[[ Entries provided open ]]

//! Pending Reply Store - correlates inbound replies with the command that
//! is awaiting them.
//!
//! Flow:
//! 1. Orchestrator calls `reserve()` for the destination before sending
//! 2. Orchestrator sends the command and `arm()`s the wait with its token
//! 3. Listener hands every inbound reply to `on_inbound_reply()`
//! 4. The reply whose `in_reply_to` equals the armed token fulfils the wait
//! 5. Orchestrator awaits `wait_until(deadline)` or times out
//!
//! Replies that land between steps 1 and 2 are buffered on the reservation
//! and matched when the token is armed. A [`PendingWait`] removes its own
//! registration when dropped, so a cancelled caller never leaves one behind.

use dashmap::mapref::entry::Entry;
use dashmap::DashMap;
use serde::Serialize;
use shared_channel::{DestinationId, InboundReply, MessageToken};
use std::sync::atomic::{AtomicU64, Ordering};
use std::sync::Arc;
use std::time::Duration;
use tokio::sync::oneshot;
use tokio::time::Instant;
use tracing::{debug, warn};

/// Replies buffered on a reservation that has not been armed yet.
const MAX_EARLY_REPLIES: usize = 16;

/// Correlator errors
#[derive(Debug, Clone, PartialEq, Eq, thiserror::Error)]
pub enum CorrelatorError {
    /// The destination already has an outstanding wait
    #[error("a reply is already pending for destination {0}")]
    AlreadyPending(DestinationId),

    /// The reservation is gone (fulfilled, timed out or released)
    #[error("no reservation for destination {0}")]
    NotReserved(DestinationId),

    /// `wait_until` was called before `arm`
    #[error("wait for destination {0} was never armed")]
    NotArmed(DestinationId),

    /// No matching reply before the deadline
    #[error("no reply within {}ms", waited.as_millis())]
    TimedOut { waited: Duration },

    /// The slot was dropped without a reply
    #[error("wait cancelled")]
    Cancelled,
}

/// A registered wait
struct PendingSlot {
    /// Identifies the owning `PendingWait`
    wait_id: u64,
    /// Token of the outbound command, once sent
    token: Option<MessageToken>,
    /// Result slot
    sender: oneshot::Sender<InboundReply>,
    /// Replies seen before the token was known
    early: Vec<InboundReply>,
    /// When the reservation was made
    created_at: Instant,
}

/// Statistics for the pending reply store
#[derive(Debug, Default)]
pub struct PendingStats {
    /// Total waits registered
    pub total_registered: AtomicU64,
    /// Total waits fulfilled
    pub total_completed: AtomicU64,
    /// Total waits timed out
    pub total_timeouts: AtomicU64,
    /// Total waits cancelled (dropped or released)
    pub total_cancelled: AtomicU64,
    /// Total replies that matched nothing
    pub total_ignored: AtomicU64,
}

/// Point-in-time view of the store, served on the admin port
#[derive(Debug, Clone, Serialize)]
pub struct PendingSnapshot {
    pub pending: usize,
    pub total_registered: u64,
    pub total_completed: u64,
    pub total_timeouts: u64,
    pub total_cancelled: u64,
    pub total_ignored: u64,
    pub waits: Vec<PendingWaitInfo>,
}

/// One active wait in a [`PendingSnapshot`]
#[derive(Debug, Clone, Serialize)]
pub struct PendingWaitInfo {
    pub destination: DestinationId,
    pub token: Option<MessageToken>,
    pub age_ms: u64,
}

/// Correlator: at most one outstanding wait per destination.
pub struct PendingReplyStore {
    /// Map of destination to its pending wait
    pending: DashMap<DestinationId, PendingSlot>,
    /// Source of wait ids
    next_wait_id: AtomicU64,
    /// Statistics
    stats: Arc<PendingStats>,
}

impl PendingReplyStore {
    /// Create a new store
    pub fn new() -> Self {
        Self {
            pending: DashMap::new(),
            next_wait_id: AtomicU64::new(1),
            stats: Arc::new(PendingStats::default()),
        }
    }

    /// Reserve the destination's slot before the command is sent.
    ///
    /// Fails with [`CorrelatorError::AlreadyPending`] while another wait on
    /// the same destination is outstanding.
    pub fn reserve(
        self: &Arc<Self>,
        destination: DestinationId,
    ) -> Result<PendingWait, CorrelatorError> {
        let (tx, rx) = oneshot::channel();
        let wait_id = self.next_wait_id.fetch_add(1, Ordering::Relaxed);
        let now = Instant::now();

        match self.pending.entry(destination) {
            Entry::Occupied(_) => {
                warn!(destination = %destination, "Reply already pending for destination");
                return Err(CorrelatorError::AlreadyPending(destination));
            }
            Entry::Vacant(e) => {
                e.insert(PendingSlot {
                    wait_id,
                    token: None,
                    sender: tx,
                    early: Vec::new(),
                    created_at: now,
                });
            }
        }

        self.stats.total_registered.fetch_add(1, Ordering::Relaxed);
        debug!(destination = %destination, wait_id = wait_id, "Reserved reply slot");

        Ok(PendingWait {
            store: Arc::clone(self),
            destination,
            wait_id,
            token: None,
            reserved_at: now,
            receiver: rx,
            finished: false,
        })
    }

    /// Reserve and arm in one step, for callers that already hold a token.
    pub fn register(
        self: &Arc<Self>,
        destination: DestinationId,
        token: MessageToken,
    ) -> Result<PendingWait, CorrelatorError> {
        let mut wait = self.reserve(destination)?;
        wait.arm(token)?;
        Ok(wait)
    }

    /// Offer an inbound reply to the wait registered for its destination.
    ///
    /// Returns true if the reply fulfilled a wait.
    pub fn on_inbound_reply(&self, reply: InboundReply) -> bool {
        let Some(in_reply_to) = reply.in_reply_to else {
            return self.ignore(&reply, "not a reply");
        };

        let mut entry = match self.pending.entry(reply.destination) {
            Entry::Occupied(e) => e,
            Entry::Vacant(_) => return self.ignore(&reply, "no pending wait"),
        };

        let armed = entry.get().token;
        match armed {
            Some(token) if token == in_reply_to => {
                let slot = entry.remove();
                self.deliver(slot, reply)
            }
            Some(_) => {
                drop(entry);
                self.ignore(&reply, "token mismatch")
            }
            None => {
                let slot = entry.get_mut();
                if slot.early.len() < MAX_EARLY_REPLIES {
                    debug!(
                        destination = %reply.destination,
                        message_id = %reply.message_id,
                        "Buffered reply for unarmed wait"
                    );
                    slot.early.push(reply);
                } else {
                    drop(entry);
                    self.ignore(&reply, "early buffer full");
                }
                false
            }
        }
    }

    /// Number of outstanding waits
    pub fn pending_count(&self) -> usize {
        self.pending.len()
    }

    /// Whether a wait is outstanding for `destination`
    pub fn is_pending(&self, destination: DestinationId) -> bool {
        self.pending.contains_key(&destination)
    }

    /// Get statistics
    pub fn stats(&self) -> &PendingStats {
        &self.stats
    }

    /// Snapshot for the admin port
    pub fn snapshot(&self) -> PendingSnapshot {
        let now = Instant::now();
        let waits = self
            .pending
            .iter()
            .map(|entry| PendingWaitInfo {
                destination: *entry.key(),
                token: entry.token,
                age_ms: now.duration_since(entry.created_at).as_millis() as u64,
            })
            .collect();

        PendingSnapshot {
            pending: self.pending.len(),
            total_registered: self.stats.total_registered.load(Ordering::Relaxed),
            total_completed: self.stats.total_completed.load(Ordering::Relaxed),
            total_timeouts: self.stats.total_timeouts.load(Ordering::Relaxed),
            total_cancelled: self.stats.total_cancelled.load(Ordering::Relaxed),
            total_ignored: self.stats.total_ignored.load(Ordering::Relaxed),
            waits,
        }
    }

    fn arm(
        &self,
        destination: DestinationId,
        wait_id: u64,
        token: MessageToken,
    ) -> Result<(), CorrelatorError> {
        let mut entry = match self.pending.entry(destination) {
            Entry::Occupied(e) if e.get().wait_id == wait_id => e,
            _ => return Err(CorrelatorError::NotReserved(destination)),
        };

        let early_match = {
            let slot = entry.get_mut();
            slot.token = Some(token);
            let matched = slot
                .early
                .iter()
                .position(|r| r.replies_to(token))
                .map(|pos| slot.early.remove(pos));
            let discarded = slot.early.len() as u64;
            slot.early.clear();
            self.stats
                .total_ignored
                .fetch_add(discarded, Ordering::Relaxed);
            matched
        };

        debug!(destination = %destination, token = %token, "Armed reply slot");

        if let Some(reply) = early_match {
            let slot = entry.remove();
            self.deliver(slot, reply);
        }
        Ok(())
    }

    fn deliver(&self, slot: PendingSlot, reply: InboundReply) -> bool {
        let destination = reply.destination;
        let message_id = reply.message_id;
        let elapsed = slot.created_at.elapsed();

        match slot.sender.send(reply) {
            Ok(()) => {
                self.stats.total_completed.fetch_add(1, Ordering::Relaxed);
                debug!(
                    destination = %destination,
                    message_id = %message_id,
                    response_time_ms = elapsed.as_millis(),
                    "Completed pending wait"
                );
                true
            }
            Err(_) => {
                // Receiver was dropped (caller cancelled)
                self.stats.total_cancelled.fetch_add(1, Ordering::Relaxed);
                debug!(destination = %destination, "Pending wait receiver dropped");
                false
            }
        }
    }

    fn ignore(&self, reply: &InboundReply, reason: &'static str) -> bool {
        self.stats.total_ignored.fetch_add(1, Ordering::Relaxed);
        debug!(
            destination = %reply.destination,
            message_id = %reply.message_id,
            reason = reason,
            "Ignored inbound reply"
        );
        false
    }

    /// Remove the slot owned by `wait_id`, if it is still there.
    fn release(&self, destination: DestinationId, wait_id: u64) -> bool {
        self.pending
            .remove_if(&destination, |_, slot| slot.wait_id == wait_id)
            .is_some()
    }
}

impl Default for PendingReplyStore {
    fn default() -> Self {
        Self::new()
    }
}

/// Handle to a reserved reply slot.
///
/// Dropping it before a reply arrives releases the registration.
pub struct PendingWait {
    store: Arc<PendingReplyStore>,
    destination: DestinationId,
    wait_id: u64,
    token: Option<MessageToken>,
    reserved_at: Instant,
    receiver: oneshot::Receiver<InboundReply>,
    finished: bool,
}

impl PendingWait {
    /// Attach the token of the sent command. A buffered reply to that token
    /// fulfils the wait immediately.
    pub fn arm(&mut self, token: MessageToken) -> Result<(), CorrelatorError> {
        self.store.arm(self.destination, self.wait_id, token)?;
        self.token = Some(token);
        Ok(())
    }

    /// Destination this wait belongs to
    pub fn destination(&self) -> DestinationId {
        self.destination
    }

    /// Armed token, if any
    pub fn token(&self) -> Option<MessageToken> {
        self.token
    }

    /// Wait for the matching reply until the absolute `deadline`.
    ///
    /// On timeout the registration is removed before returning.
    pub async fn wait_until(mut self, deadline: Instant) -> Result<InboundReply, CorrelatorError> {
        if self.token.is_none() {
            return Err(CorrelatorError::NotArmed(self.destination));
        }

        let outcome = tokio::time::timeout_at(deadline, &mut self.receiver).await;
        self.finished = true;

        match outcome {
            Ok(Ok(reply)) => Ok(reply),
            Ok(Err(_)) => Err(CorrelatorError::Cancelled),
            Err(_) => {
                let waited = self.reserved_at.elapsed();
                if self.store.release(self.destination, self.wait_id) {
                    self.store
                        .stats
                        .total_timeouts
                        .fetch_add(1, Ordering::Relaxed);
                }
                // A reply may have landed between the deadline and release
                if let Ok(reply) = self.receiver.try_recv() {
                    return Ok(reply);
                }
                warn!(
                    destination = %self.destination,
                    token = ?self.token,
                    waited_ms = waited.as_millis(),
                    "Timed out waiting for reply"
                );
                Err(CorrelatorError::TimedOut { waited })
            }
        }
    }
}

impl Drop for PendingWait {
    fn drop(&mut self) {
        if self.finished {
            return;
        }
        if self.store.release(self.destination, self.wait_id) {
            self.store
                .stats
                .total_cancelled
                .fetch_add(1, Ordering::Relaxed);
            debug!(destination = %self.destination, "Released reply slot");
        }
    }
}
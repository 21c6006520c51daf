//! Domain types for the FAM gateway.
//!
//! Configuration, errors, and the three stateful building blocks the lookup
//! path leans on: the correlator, the cache and the rate limiter.

pub mod cache;
pub mod config;
pub mod correlation;
pub mod error;
pub mod parse;
pub mod pending;
pub mod rate_limit;
pub mod types;

// Re-exports for convenience
pub use cache::{CacheSnapshot, TtlCache};
pub use config::{ConfigError, GatewayConfig};
pub use correlation::RequestId;
pub use error::{ApiError, GatewayError, LookupError};
pub use parse::{FamResponseParser, ResponseParser};
pub use pending::{CorrelatorError, PendingReplyStore, PendingSnapshot, PendingWait};
pub use rate_limit::{Admission, RateLimitSnapshot, RateLimiter};
pub use types::*;
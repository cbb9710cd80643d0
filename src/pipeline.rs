//! The pipeline facade: one handle over ingestion, retrieval, thread
//! memory, and status, sharing a single SQLite pool.

use sqlx::SqlitePool;
use std::sync::Arc;

use crate::config::Config;
use crate::error::Result;
use crate::ingest::{Ingestor, RunSummary};
use crate::memory::ThreadMemory;
use crate::models::{IngestionStats, QueryResponse};
use crate::registry::Registry;
use crate::retrieve;
use crate::sources::{AnswerGenerator, FileListing};
use crate::status;
use crate::store::VectorStore;
use crate::{db, migrate};

pub struct Pipeline {
    pool: SqlitePool,
    config: Config,
    registry: Registry,
    store: VectorStore,
    memory: ThreadMemory,
    ingestor: Ingestor,
}

impl Pipeline {
    /// Open (or create) the database and wire up all components.
    pub async fn open(config: Config, listing: Arc<dyn FileListing>) -> anyhow::Result<Self> {
        let pool = db::connect(&config.db.path).await?;
        migrate::run_migrations(&pool).await?;

        let registry = Registry::new(pool.clone(), config.ingestion.max_retries);
        // A crash mid-extraction leaves rows claimed; reclaim them once
        // at startup so the next scan retries those files.
        registry.reset_stale_claims().await?;
        let store = VectorStore::new(pool.clone());
        let memory = ThreadMemory::new(config.memory.eviction_hours, config.memory.max_turns);
        let ingestor = Ingestor::new(pool.clone(), listing, config.clone());

        Ok(Self {
            pool,
            config,
            registry,
            store,
            memory,
            ingestor,
        })
    }

    /// One full ingestion scan. Idempotent, and safe to call
    /// concurrently with itself: per-file claims make the second caller
    /// skip files the first already took.
    pub async fn ingest_pending(&self) -> Result<RunSummary> {
        self.ingestor.run().await
    }

    /// Answer a query with ranked, attributed chunks. When `thread_id`
    /// is set the turn is recorded and follow-ups get query expansion
    /// from the prior turn.
    pub async fn query(&self, question: &str, thread_id: Option<&str>) -> QueryResponse {
        let prior = thread_id.and_then(|t| self.memory.prior_question(t));

        let response = retrieve::retrieve(
            &self.store,
            &self.config.embedding,
            &self.config.retrieval,
            question,
            prior.as_deref(),
        )
        .await;

        if let Some(thread_id) = thread_id {
            let top_ids = response
                .chunks
                .iter()
                .map(|c| c.chunk_id.clone())
                .collect();
            self.memory.record_turn(thread_id, question, top_ids);
        }

        response
    }

    /// Retrieve then generate: the full question-to-answer path. The
    /// generated answer is summarized back into thread memory.
    pub async fn answer(
        &self,
        question: &str,
        thread_id: Option<&str>,
        generator: &dyn AnswerGenerator,
    ) -> Result<(String, QueryResponse)> {
        let response = self.query(question, thread_id).await;

        if response.chunks.is_empty() {
            return Ok((
                "No information found in the indexed documents.".to_string(),
                response,
            ));
        }

        let answer = generator
            .generate(question, &response.chunks)
            .await
            .map_err(|e| crate::error::PipelineError::AnswerGeneration(e.to_string()))?;

        if let Some(thread_id) = thread_id {
            self.memory.record_answer(thread_id, &answer);
        }
        Ok((answer, response))
    }

    pub async fn status(&self) -> Result<IngestionStats> {
        status::collect(&self.pool, &self.registry).await
    }

    pub fn ingestor(&self) -> &Ingestor {
        &self.ingestor
    }

    pub fn store(&self) -> &VectorStore {
        &self.store
    }

    pub fn registry(&self) -> &Registry {
        &self.registry
    }

    pub fn pool(&self) -> &SqlitePool {
        &self.pool
    }
}
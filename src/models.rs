//! Core data models used throughout docdex.
//!
//! These types represent the source files, extraction units, chunks, and
//! retrieval results that flow through the ingestion and query pipeline.

use serde::{Deserialize, Serialize};
use std::collections::HashMap;
use std::fmt;

/// Supported document formats, selected by filename extension.
#[derive(Debug, Clone, Copy, PartialEq, Eq, Hash, Serialize, Deserialize)]
#[serde(rename_all = "lowercase")]
pub enum FileType {
    Pdf,
    Docx,
    Pptx,
    Xlsx,
    Txt,
    Md,
}

impl FileType {
    /// Map a filename to a supported format, or `None` for anything else.
    pub fn from_filename(name: &str) -> Option<Self> {
        let ext = name.rsplit('.').next()?.to_ascii_lowercase();
        match ext.as_str() {
            "pdf" => Some(FileType::Pdf),
            "docx" => Some(FileType::Docx),
            "pptx" => Some(FileType::Pptx),
            "xlsx" => Some(FileType::Xlsx),
            "txt" => Some(FileType::Txt),
            "md" | "markdown" => Some(FileType::Md),
            _ => None,
        }
    }

    pub fn as_str(&self) -> &'static str {
        match self {
            FileType::Pdf => "pdf",
            FileType::Docx => "docx",
            FileType::Pptx => "pptx",
            FileType::Xlsx => "xlsx",
            FileType::Txt => "txt",
            FileType::Md => "md",
        }
    }

    pub fn parse(s: &str) -> Option<Self> {
        match s {
            "pdf" => Some(FileType::Pdf),
            "docx" => Some(FileType::Docx),
            "pptx" => Some(FileType::Pptx),
            "xlsx" => Some(FileType::Xlsx),
            "txt" => Some(FileType::Txt),
            "md" => Some(FileType::Md),
            _ => None,
        }
    }
}

impl fmt::Display for FileType {
    fn fmt(&self, f: &mut fmt::Formatter<'_>) -> fmt::Result {
        f.write_str(self.as_str())
    }
}

/// Per-file ingestion lifecycle state, persisted in the registry.
#[derive(Debug, Clone, Copy, PartialEq, Eq)]
pub enum IngestionState {
    Pending,
    Extracting,
    Indexed,
    Failed,
    PermanentlyFailed,
}

impl IngestionState {
    pub fn as_str(&self) -> &'static str {
        match self {
            IngestionState::Pending => "pending",
            IngestionState::Extracting => "extracting",
            IngestionState::Indexed => "indexed",
            IngestionState::Failed => "failed",
            IngestionState::PermanentlyFailed => "permanently_failed",
        }
    }

    pub fn parse(s: &str) -> Option<Self> {
        match s {
            "pending" => Some(IngestionState::Pending),
            "extracting" => Some(IngestionState::Extracting),
            "indexed" => Some(IngestionState::Indexed),
            "failed" => Some(IngestionState::Failed),
            "permanently_failed" => Some(IngestionState::PermanentlyFailed),
            _ => None,
        }
    }
}

impl fmt::Display for IngestionState {
    fn fmt(&self, f: &mut fmt::Formatter<'_>) -> fmt::Result {
        f.write_str(self.as_str())
    }
}

/// A workspace file as seen by the listing provider, before registration.
#[derive(Debug, Clone)]
pub struct FileListingEntry {
    /// Platform-stable unique identifier.
    pub file_id: String,
    pub filename: String,
    pub file_type: FileType,
    pub size: i64,
    /// Upload timestamp (unix seconds), used for recency tie-breaking.
    pub uploaded_at: i64,
    /// Opaque reference the provider resolves to bytes on download.
    pub download_ref: String,
}

/// Registry row for a registered source file.
#[derive(Debug, Clone)]
pub struct SourceFile {
    pub file_id: String,
    pub filename: String,
    pub file_type: FileType,
    pub content_hash: String,
    pub size: i64,
    pub uploaded_at: i64,
    pub state: IngestionState,
    pub retry_count: i64,
    pub last_error: Option<String>,
}

/// Format-specific position descriptor used for citations.
///
/// Serialized as tagged JSON in chunk metadata; rendered via `Display`
/// for user-facing attributions ("page 2", "sheet Coverage row 5").
#[derive(Debug, Clone, PartialEq, Eq, Serialize, Deserialize)]
#[serde(tag = "kind", rename_all = "snake_case")]
pub enum Locator {
    Page { page: u32 },
    Slide { slide: u32 },
    SheetRow { sheet: String, row: u32 },
    Lines { start: u32, end: u32 },
    Paragraphs { start: u32, end: u32 },
}

impl Locator {
    pub fn unit_kind(&self) -> &'static str {
        match self {
            Locator::Page { .. } => "page",
            Locator::Slide { .. } => "slide",
            Locator::SheetRow { .. } => "sheet_row",
            Locator::Lines { .. } => "line_range",
            Locator::Paragraphs { .. } => "paragraph_range",
        }
    }
}

impl fmt::Display for Locator {
    fn fmt(&self, f: &mut fmt::Formatter<'_>) -> fmt::Result {
        match self {
            Locator::Page { page } => write!(f, "page {}", page),
            Locator::Slide { slide } => write!(f, "slide {}", slide),
            Locator::SheetRow { sheet, row } => write!(f, "sheet {} row {}", sheet, row),
            Locator::Lines { start, end } => write!(f, "lines {}-{}", start, end),
            Locator::Paragraphs { start, end } => write!(f, "paragraphs {}-{}", start, end),
        }
    }
}

/// Intermediate extraction result: one location-tagged span of text.
/// Produced by an extractor, consumed immediately by the chunker; never
/// persisted.
#[derive(Debug, Clone)]
pub struct TextUnit {
    pub source_file_id: String,
    pub locator: Locator,
    pub text: String,
}

/// The atomic indexed entity. `chunk_id` is a pure function of
/// `(file_id, locator, window_index)`, so re-ingestion of unchanged
/// content reproduces identical IDs and upserts are idempotent.
#[derive(Debug, Clone)]
pub struct Chunk {
    pub chunk_id: String,
    pub source_file_id: String,
    pub filename: String,
    pub file_type: FileType,
    pub locator: Locator,
    /// Absolute token offsets into the owning unit's text.
    pub token_start: i64,
    pub token_end: i64,
    pub text: String,
    pub uploaded_at: i64,
}

/// A ranked retrieval result handed to the answer generator.
#[derive(Debug, Clone, Serialize)]
pub struct RankedChunk {
    pub chunk_id: String,
    pub file_id: String,
    pub filename: String,
    pub file_type: FileType,
    pub locator: Locator,
    pub token_start: i64,
    pub text_excerpt: String,
    pub score: f64,
    pub semantic_score: f64,
    pub lexical_score: f64,
}

/// Query response: ranked chunks plus a degradation flag for the caller
/// to render "no information found" instead of crashing.
#[derive(Debug, Clone, Serialize)]
pub struct QueryResponse {
    pub chunks: Vec<RankedChunk>,
    pub degraded: bool,
    /// Thread-expanded query actually embedded, if expansion happened.
    /// Diagnostic only; never shown to users.
    pub expanded_query: Option<String>,
}

/// Aggregated diagnostics from registry and vector store.
#[derive(Debug, Clone, Serialize)]
pub struct IngestionStats {
    pub files_by_type: HashMap<String, i64>,
    pub files_by_state: HashMap<String, i64>,
    pub chunks_total: i64,
    pub vectors_total: i64,
    pub last_run_at: Option<i64>,
    pub failed_file_ids: Vec<String>,
}
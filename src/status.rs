//! Status reporting: a point-in-time snapshot of the index.

use sqlx::SqlitePool;

use crate::error::Result;
use crate::models::{IngestionState, IngestionStats};
use crate::registry::Registry;
use crate::store::VectorStore;

/// Aggregate ledger and store counters into one [`IngestionStats`].
pub async fn collect(pool: &SqlitePool, registry: &Registry) -> Result<IngestionStats> {
    let store = VectorStore::new(pool.clone());

    let (files_by_type, files_by_state) = registry.stats().await?;
    let chunks_total = store.count_chunks().await?;
    let vectors_total = store.count_vectors().await?;

    let last_run_at: Option<i64> =
        sqlx::query_scalar("SELECT last_run_at FROM runs WHERE id = 1")
            .fetch_optional(pool)
            .await?;

    let mut failed_file_ids = registry.list_by_state(IngestionState::Failed).await?;
    failed_file_ids.extend(
        registry
            .list_by_state(IngestionState::PermanentlyFailed)
            .await?,
    );
    failed_file_ids.sort();

    Ok(IngestionStats {
        files_by_type,
        files_by_state,
        chunks_total,
        vectors_total,
        last_run_at,
        failed_file_ids,
    })
}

[[ Entries provided closed ]]

● Exercise prompt
Your answer should be the lines above, from the line containing "an outstanding wait" up to and including the line containing "out or released)", reproduced exactly and with nothing else.

● Written solution
    /// The destination already has an outstanding wait
    #[error("a reply is already pending for destination {0}")]
    AlreadyPending(DestinationId),

    /// The reservation is gone (fulfilled, timed out or released)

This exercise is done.